Although effective liquidity management requires looking ahead at expected future cash flows, it is also necessary to have an initial understanding of the bank’s current position.

Typically, when evaluating this current liquidity position we start by constructing ratios that communicate the inherent liquidity on the asset side of the balance sheet as well as the potential funding sources. A traditional asset liquidity measurement is the Loans to Deposits ratio. It is designed to depict the percentage of deposit funding that is "tied-up" in the loan portfolio which is not normally considered to be very liquid. The AFS Security to Total Asset ratio is a complimentary measure to the Loans to Deposits ratio. It communicates the percentage of assets that could be readily converted to cash in a liquidity crunch (pledging requirements and individual security market values within the portfolio would potentially affect the true "availability" of the portfolio).
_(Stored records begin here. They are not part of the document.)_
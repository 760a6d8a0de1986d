//! Config-file source discovery.
//!
//! Source order: explicit path > local file > global file > built-in defaults.

use std::path::{Path, PathBuf};

use crate::error::ConfigError;

use super::defaults::{CONFIG_DIR_NAME, CONFIG_FILE_NAME};

#[derive(Debug, Clone, PartialEq, Eq)]
pub(super) enum ConfigSource {
    /// `--config <path>`.
    Explicit(PathBuf),
    /// `./console-panel.toml`.
    Local,
    /// `<config root>/console-panel/console-panel.toml`.
    Global(PathBuf),
    BuiltInDefaults,
}

impl ConfigSource {
    pub(super) fn describe(&self) -> String {
        match self {
            Self::Explicit(path) | Self::Global(path) => path.display().to_string(),
            Self::Local => format!("./{CONFIG_FILE_NAME}"),
            Self::BuiltInDefaults => "built-in defaults".to_string(),
        }
    }
}

/// Read config text from the highest-precedence available source.
pub(super) fn read_config_text_with_sources<FRead, FRoot>(
    path_override: Option<&Path>,
    read_file: &FRead,
    config_root: &FRoot,
) -> Result<(String, ConfigSource), ConfigError>
where
    FRead: Fn(&Path) -> Result<String, std::io::Error>,
    FRoot: Fn() -> Option<PathBuf>,
{
    // An explicit path must exist; a missing one is an error, not a fallback.
    if let Some(path) = path_override {
        let text = read_file(path)?;
        return Ok((text, ConfigSource::Explicit(path.to_path_buf())));
    }

    if let Ok(text) = read_file(Path::new(CONFIG_FILE_NAME)) {
        return Ok((text, ConfigSource::Local));
    }

    if let Some(dir) = config_root() {
        let global = dir.join(CONFIG_DIR_NAME).join(CONFIG_FILE_NAME);
        if let Ok(text) = read_file(&global) {
            return Ok((text, ConfigSource::Global(global)));
        }
    }

    Ok((String::new(), ConfigSource::BuiltInDefaults))
}

/// Root directory for per-user config (`$XDG_CONFIG_HOME`, else `~/.config`).
pub fn config_root_dir() -> Option<PathBuf> {
    if let Ok(path) = std::env::var("XDG_CONFIG_HOME") {
        let trimmed = path.trim();
        if !trimmed.is_empty() {
            return Some(PathBuf::from(trimmed));
        }
    }
    dirs::home_dir()
        .map(|home| home.join(".config"))
        .or_else(dirs::config_dir)
}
On the liability side, the ratio of Total Deposits to Total Assets is another traditional liquidity measure that indicates the broad "reliable" base of funding for the bank. Although this ratio establishes how much of the bank’s assets are funded by deposits, rather than borrowed funds or equity, it falls short in helping to understand the nature of the deposits deemed to be reliable. In conjunction with this measure, the Purchased Funds to Earning Assets ratio assists in recognizing the nature of funding sources. By definition, Purchased Funds include large CDs, public CDs, foreign deposits, brokered CDs, fed funds purchased, repurchase agreements, and other short-term borrowings (e.g. S-T FHLB advances). Used together, these two measures could reveal that although a bank might be funding 90% of assets via deposits, if the Purchased Funds ratio is 45% it's a strong indicator that most of the bank’s deposits are, on the surface, not necessarily considered reliable. Certainly, these two measures can give a clearer indication of the bank’s potential future funding position by better identifying the nature of the funding sources already employed and depended on by the bank.